OMB reports further suggests that, rather than setting goals of merely cutting down the volume of paperwork, the federal government should be more concerned with attacking the roots of the problem, the "more serious underlying organizational or program problems."
For example, the report suggests, much of the paperwork problem is caused by federal regulation. "It is becoming increasingly hard to divorce public complaints about too much regulation from those about unreasonable reporting burdens," it states. "Rules are largely written by lawyers or other experts using highly legalistic and technical language.
Another cause of growing paperwork is "the rapid growth in statistical activity of recent years." Here, the report suggests a move toward the reduction of duplicative data bases so that the need for some statistical information can be satisfied from existing data sources.
The report also gives examples of "targets of opportunity," which represent "areas where a full-scale evaluation of need and utility is desirable."

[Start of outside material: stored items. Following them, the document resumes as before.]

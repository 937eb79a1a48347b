//! Result model: a file declared releasable by the build script.

use serde::{Deserialize, Serialize};

use super::BuildId;

/// Unique identifier for a result row.
#[derive(Debug, Clone, Copy, PartialEq, Eq, Hash, Serialize, Deserialize)]
#[serde(transparent)]
pub struct ResultId(pub i64);

impl std::fmt::Display for ResultId {
    fn fmt(&self, f: &mut std::fmt::Formatter<'_>) -> std::fmt::Result {
        write!(f, "{}", self.0)
    }
}

/// A single `release:` declaration parsed from a successful build's
/// captured stdout.
#[derive(Debug, Clone, PartialEq, Eq, Serialize, Deserialize)]
pub struct BuildResult {
    pub id: ResultId,
    pub build_id: BuildId,
    pub command: String,
    pub version: String,
    pub os: String,
    pub arch: String,
    pub toolchain: String,
    /// Relative to the checkout directory.
    pub filename: String,
    pub filesize: i64,
}

impl BuildResult {
    pub fn new(
        build_id: BuildId,
        command: String,
        version: String,
        os: String,
        arch: String,
        toolchain: String,
        filename: String,
        filesize: i64,
    ) -> Self {
        Self {
            id: ResultId(0),
            build_id,
            command,
            version,
            os,
            arch,
            toolchain,
            filename,
            filesize,
        }
    }
}
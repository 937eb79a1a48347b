use std::path::PathBuf;
use std::process::Command;

use anyhow::{bail, Context, Result};
use clap::{Parser, Subcommand};
use ding_core::config::Config;
use ding_core::ipc::{validate_contained_path, validate_uid_range};
use serde::{Deserialize, Serialize};

#[derive(Parser)]
#[command(name = "ding")]
#[command(about = "Thin client for the Ding CI server", long_about = None)]
struct Cli {
    #[command(subcommand)]
    command: Commands,
}

#[derive(Subcommand)]
enum Commands {
    /// Trigger a build over the HTTP API
    Kick {
        base_url: String,
        repo: String,
        branch: String,
        commit: String,
    },
    /// Recursively chown a build path, invoked by the privileged root process
    Chownbuild {
        config_path: PathBuf,
        uid: u32,
        gid: u32,
        paths: Vec<PathBuf>,
    },
    /// Print the client version
    Version,
}

#[derive(Serialize)]
struct CreateBuildRequest<'a> {
    repo: &'a str,
    branch: &'a str,
    commit: &'a str,
}

#[derive(Deserialize)]
struct BuildResponse {
    id: i64,
}

async fn kick(base_url: &str, repo: &str, branch: &str, commit: &str) -> Result<()> {
    let url = format!("{}/api/builds", base_url.trim_end_matches('/'));
    let client = reqwest::Client::new();
    let response = client
        .post(&url)
        .json(&CreateBuildRequest { repo, branch, commit })
        .send()
        .await
        .context("initializing request to ding server")?;

    if !response.status().is_success() {
        let status = response.status();
        let body = response.text().await.unwrap_or_default();
        bail!("building: server returned {status}: {body}");
    }

    let build: BuildResponse = response.json().await.context("building")?;
    println!("buildId {}", build.id);
    Ok(())
}

/// Validates `uid`/`gid`/`paths` against the deployment's isolation
/// settings, then shells out to `chown -R uid:gid path...` in one call.
/// Kept as a small, auditable unit the root process can invoke without
/// itself linking a chown implementation.
fn chownbuild(config_path: &PathBuf, uid: u32, gid: u32, paths: &[PathBuf]) -> Result<()> {
    let config = Config::load_from_path(config_path).context("loading config")?;
    let isolation = &config.isolate_builds;

    validate_uid_range(uid, isolation.uid_start, isolation.uid_end, isolation.ding_uid)
        .context("validating uid")?;
    if gid != isolation.ding_gid {
        bail!("gid {gid} not allowed, not ding_gid {}", isolation.ding_gid);
    }

    let builds_dir = PathBuf::from(&isolation.builds_dir);
    for path in paths {
        validate_contained_path(&builds_dir, path)
            .with_context(|| format!("validating path {}", path.display()))?;
    }

    let mut cmd = Command::new("chown");
    cmd.arg("-R").arg(format!("{uid}:{gid}"));
    cmd.args(paths);

    let output = cmd.output().context("running chown")?;
    if !output.status.success() {
        bail!(
            "chown failed: {}: {}",
            output.status,
            String::from_utf8_lossy(&output.stderr).trim()
        );
    }
    Ok(())
}

#[tokio::main]
async fn main() -> Result<()> {
    let cli = Cli::parse();

    match cli.command {
        Commands::Kick { base_url, repo, branch, commit } => kick(&base_url, &repo, &branch, &commit).await?,
        Commands::Chownbuild { config_path, uid, gid, paths } => chownbuild(&config_path, uid, gid, &paths)?,
        Commands::Version => println!("ding {}", ding_core::VERSION),
    }

    Ok(())
}
//! Control-socket request/reply records.

use serde::{Deserialize, Serialize};

/// The three privileged operations the worker may ask the root process
/// to perform.
#[derive(Debug, Clone, Copy, PartialEq, Eq, Serialize, Deserialize)]
#[serde(rename_all = "lowercase")]
pub enum MsgKind {
    Chown,
    RemoveDir,
    Build,
}

/// A framed request sent over the control socket. Serialized as one JSON
/// object per line.
#[derive(Debug, Clone, Serialize, Deserialize)]
pub struct Msg {
    pub kind: MsgKind,
    pub repo: String,
    /// Negative means "the whole repo tree" for `RemoveDir`.
    pub build_id: i64,
    pub checkout_path: String,
    pub env: Vec<(String, String)>,
}

impl Msg {
    pub fn chown(repo: impl Into<String>, build_id: i64) -> Self {
        Self {
            kind: MsgKind::Chown,
            repo: repo.into(),
            build_id,
            checkout_path: String::new(),
            env: Vec::new(),
        }
    }

    pub fn remove_dir(repo: impl Into<String>, build_id: i64) -> Self {
        Self {
            kind: MsgKind::RemoveDir,
            repo: repo.into(),
            build_id,
            checkout_path: String::new(),
            env: Vec::new(),
        }
    }

    pub fn build(
        repo: impl Into<String>,
        build_id: i64,
        checkout_path: impl Into<String>,
        env: Vec<(String, String)>,
    ) -> Self {
        Self {
            kind: MsgKind::Build,
            repo: repo.into(),
            build_id,
            checkout_path: checkout_path.into(),
            env,
        }
    }
}

/// The root process's reply to a non-`Build` request, or to a `Build`
/// request that failed to start. Empty string means success.
#[derive(Debug, Clone, Serialize, Deserialize)]
pub struct Reply {
    pub error: String,
}

impl Reply {
    pub fn ok() -> Self {
        Self {
            error: String::new(),
        }
    }

    pub fn err(message: impl Into<String>) -> Self {
        Self {
            error: message.into(),
        }
    }

    pub fn is_ok(&self) -> bool {
        self.error.is_empty()
    }
}
/// Load the launchd service (called during install)
pub fn load_service(paths: &ServicePaths) -> Result<()> {
    let plist_path = paths.service_file.to_str().unwrap();

    // Try modern bootstrap command first (macOS 10.10+)
    let output = Command::new("launchctl")
        .args(["bootstrap", "system", plist_path])
        .output()
        .context("Failed to run launchctl bootstrap")?;

    if output.status.success() {
        return Ok(());
    }

    // Check if already loaded (error 37 = already loaded)
    let stderr = String::from_utf8_lossy(&output.stderr);
    if stderr.contains("already loaded") || stderr.contains("37:") || stderr.contains("service already loaded") {
        return Ok(());
    }

    // Fall back to legacy load command
    let status = Command::new("launchctl")
        .args(["load", "-w", plist_path])
        .status()
        .context("Failed to run launchctl load")?;

    if !status.success() {
        bail!("Failed to load service. Try: sudo launchctl load -w {}", plist_path);
    }

    Ok(())
}

/// Unload the launchd service (called during uninstall)
pub fn unload_service(paths: &ServicePaths) -> Result<()> {
    let service_target = format!("system/{}", SERVICE_NAME);

    // Try modern bootout command first
    let output = run_launchctl(&["bootout", &service_target])?;

    if output.status.success() {
        return Ok(());
    }

    // Fall back to legacy unload command
    let plist_path = paths.service_file.to_str().unwrap();
    let _ = run_launchctl(&["unload", "-w", plist_path]);

    Ok(())
}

Some examples of these targets:
Driver's daily logs. Some 2.5 million truck drivers have to spend 3 minutes each day filling out a log showing how they spent every 15 minutes of time that day. The Department of Transportation requires the information to help insure that the drivers don't spend more time on the road than safety rules permit. But recent studies have shown that drivers frequently keep a fake log showing they have not exceeded safety limits to show inspectors instead of the actual record.
Weekly payroll reports. Practically every construction contractor working on a federally funded project must file weekly payroll reports with the government demonstrating compliance with wage-and-hour work laws. Because this filing requirement takes more than 1.1 million hours of contractors' time, the Department of Labor is working on alternatives such as making only a small sampling of contractors fill out the forms.
OSHA statistics. About 10,000 businesses with 10 or fewer employes exempt from all other OSHA reporting have to keep certain statistics as part of the annual OSHA statistical sampling.
Vocational training reports, Vocational schools qualifying as acceptable for GI-loan-financed education must provide the Veteran's Administration with data showing that at least 50 percent of the graduates of each curriculum "have been employed in occupations related to the course of study." Although filling out forms for this biannual reporting requires 1.3 million hours of time. "The information that has been collected is of questionable validity." Alternatives are being studied.
The report also evaluates the records of the various federal agencies and departments in complying with the recommendations of the Commission on Federal Paperwork. Of an estimated 520 recommendations directed to the executive branch, the report states, 151 have been fully implemented, and 50 have been rejected.
Leading the way is the Commerce Department, which has cut the time needed to fill out its forms by 30 percent. The IRS has cut back 10 percent on its own, while the State Department shows a 19.1 percent reduction; and the Interior Department, 18.4 percent.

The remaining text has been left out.